The drama takes us to unusual places and situations. It has a fine range of characters. Following the number one good guy, we visit Calexico, California, a border town, we follow a truckload of illegal workers, and in their barracks we see them ponder their low pay and abusive treatment. Following the number two good guy, we see the world of deals in fake ids, management of the flow of illegals, and, ta daaa, a ring of thieves that kills illegals returning to Mexico for the wad of bills each has in his pocket.

The opening exposition is straightforward, almost pedestrian. Typically 1949. Once the stage is set, "BI" changes from documentary to drama, moving forward like a play.

It bothered me that the number one good guy, (Ricardo Montalban), sometimes goes out of character to augment the exposition. Would a government agent, undercover as a bracero, speak up when one of his group needs medical attention? Hardly. Would he be the one to politicize the workers in the bunkhouse? Hardly. More likely he'd keep his head down and his mouth shut.
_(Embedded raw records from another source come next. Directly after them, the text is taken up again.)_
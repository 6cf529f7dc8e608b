//! Bounded polling
//!
//! Every wait in the access protocols (address echo, engine busy flag,
//! write-then-reread confirmation) goes through [`poll_until`]. The time
//! budget is consumed by the retry delays themselves, so a loop always
//! terminates even if the hardware never answers.

use crate::error::{Error, Result};

/// Default confirmation timeout (1 second)
pub const DEFAULT_TIMEOUT_US: u32 = 1_000_000;
/// Default delay between two polls (1 ms)
pub const DEFAULT_INTERVAL_US: u32 = 1_000;
/// Default quiescence delay after a generation 1 data transfer
pub const DEFAULT_SETTLE_US: u32 = 1;

/// Something that can block the calling thread for a while
pub trait Delay {
    /// Delay for the specified number of microseconds
    fn delay_us(&mut self, us: u32);
}

/// Timing parameters for polling loops
#[derive(Debug, Clone, Copy, PartialEq, Eq)]
pub struct PollConfig {
    /// Total time a single polling loop may spend waiting
    pub timeout_us: u32,
    /// Delay between two polls. Each retry costs at least 1 µs of budget.
    pub interval_us: u32,
    /// Delay after each generation 1 data transfer
    pub settle_us: u32,
}

impl Default for PollConfig {
    fn default() -> Self {
        Self {
            timeout_us: DEFAULT_TIMEOUT_US,
            interval_us: DEFAULT_INTERVAL_US,
            settle_us: DEFAULT_SETTLE_US,
        }
    }
}

impl PollConfig {
    /// Create a configuration with default values
    pub fn new() -> Self {
        Self::default()
    }

    /// Set the timeout in microseconds
    pub fn with_timeout_us(mut self, timeout_us: u32) -> Self {
        self.timeout_us = timeout_us;
        self
    }

    /// Set the retry interval in microseconds
    pub fn with_interval_us(mut self, interval_us: u32) -> Self {
        self.interval_us = interval_us;
        self
    }

    /// Set the settle delay in microseconds
    pub fn with_settle_us(mut self, settle_us: u32) -> Self {
        self.settle_us = settle_us;
        self
    }

    /// Upper bound on the number of retries a loop can make
    pub fn max_retries(&self) -> u32 {
        self.timeout_us / self.interval_us.max(1)
    }
}

/// Poll `done` until it returns true or the time budget runs out
///
/// `offset` only identifies the polled location in the timeout error.
pub fn poll_until<P, F>(port: &mut P, poll: &PollConfig, offset: u32, mut done: F) -> Result<()>
where
    P: Delay + ?Sized,
    F: FnMut(&mut P) -> Result<bool>,
{
    let step = poll.interval_us.max(1);
    let mut remaining = poll.timeout_us;

    loop {
        if done(port)? {
            return Ok(());
        }

        if remaining == 0 {
            log::debug!("polling {:#x} timed out after {} us", offset, poll.timeout_us);
            return Err(Error::ConfirmationTimeout { offset });
        }

        port.delay_us(step);
        remaining = remaining.saturating_sub(step);
    }
}
//! 8051 lifecycle control
//!
//! Loading and starting code follows a fixed order:
//!
//! 1. halt the CPU
//! 2. write the image to code RAM at address 0
//! 3. select code RAM as the boot source (and the clock divider)
//! 4. release the CPU
//!
//! If step 2 fails the CPU is left halted, never running from a partially
//! written image.

use crate::bridge::IndirectRegisterBridge;
use crate::code::{CodeImage, CodeMemoryLoader, LoadProgress, NoProgress};
use crate::device::RawHandles;
use crate::error::{Error, Result};
use crate::identity::CapabilityProfile;
use crate::poll::PollConfig;
use crate::port::Width;
use crate::protocol::IndirectAccessProtocol;
use crate::regs::{CpuExecCtrl, CpuModeNext};

/// Halts, loads and releases the 8051
pub struct CpuLifecycleController<'a> {
    profile: &'static CapabilityProfile,
    protocol: &'static dyn IndirectAccessProtocol,
    io: &'a mut RawHandles,
    poll: PollConfig,
}

impl<'a> CpuLifecycleController<'a> {
    pub(crate) fn new(
        profile: &'static CapabilityProfile,
        io: &'a mut RawHandles,
        poll: PollConfig,
    ) -> Result<Self> {
        let protocol = profile
            .protocol
            .ok_or(Error::CapabilityUnsupported("hardware CPU control"))?;
        Ok(Self {
            profile,
            protocol,
            io,
            poll,
        })
    }

    fn bridge(&mut self) -> IndirectRegisterBridge<'_> {
        IndirectRegisterBridge::with_protocol(self.profile, self.protocol, self.io, self.poll)
    }

    /// Hold the CPU in reset
    pub fn halt(&mut self) -> Result<()> {
        log::debug!("Halting CPU");
        let addr = self.profile.cpu_exec_ctrl;
        self.bridge()
            .write(addr, Width::Byte, CpuExecCtrl::HALT.bits() as u64, false)
    }

    /// Let the CPU run
    pub fn release(&mut self) -> Result<()> {
        log::debug!("Releasing CPU");
        let addr = self.profile.cpu_exec_ctrl;
        self.bridge()
            .write(addr, Width::Byte, CpuExecCtrl::empty().bits() as u64, false)
    }

    /// Whether the CPU is held in reset
    pub fn is_halted(&mut self) -> Result<bool> {
        let addr = self.profile.cpu_exec_ctrl;
        let ctrl = self.bridge().read(addr, Width::Byte)?;
        Ok(CpuExecCtrl::from_bits_retain(ctrl as u8).contains(CpuExecCtrl::HALT))
    }

    /// Boot from code RAM at the next release
    pub fn set_boot_mode(&mut self, half_speed: bool) -> Result<()> {
        let mut mode = CpuModeNext::BOOT_FROM_CODE_RAM;
        mode.set(CpuModeNext::HALF_SPEED, half_speed);
        log::debug!("Setting boot mode {:?}", mode);

        let addr = self.profile.cpu_mode_next;
        self.bridge()
            .write(addr, Width::Byte, mode.bits() as u64, false)
    }

    /// Load `code` at address 0 and run it
    pub fn load_and_run(&mut self, code: &[u8], half_speed: bool) -> Result<()> {
        self.load_and_run_with_progress(code, half_speed, &mut NoProgress)
    }

    /// Load `code` at address 0 and run it, reporting progress
    pub fn load_and_run_with_progress(
        &mut self,
        code: &[u8],
        half_speed: bool,
        progress: &mut dyn LoadProgress,
    ) -> Result<()> {
        let image = CodeImage::new(0, code);
        image.validate(self.profile)?;

        self.halt()?;

        let mut loader = CodeMemoryLoader::new(self.profile, self.io, self.poll)?;
        if let Err(e) = loader.load_with_progress(&image, progress) {
            log::debug!("Load failed, leaving CPU halted");
            return Err(e);
        }

        self.set_boot_mode(half_speed)?;
        self.release()
    }
}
Still, the lines get delivered; the audience gets to hear them. Not ideal, but it works. As a drama I rate it: five stars.

As a window on the past, Border Incident is quite fascinating. They didn't have cell phones! Both governments were against the illegal flow of workers! Ah, the good old days. NAFTA had not displaced a flood of subsistence farmers. The Mexican government had not published the infamous "Guide For The Mexican Migrant", the pamphlet which helps one cross illegally (take lots of water) and live in the US inconspicuously (avoid domestic violence -- picture of a man slugging his wife).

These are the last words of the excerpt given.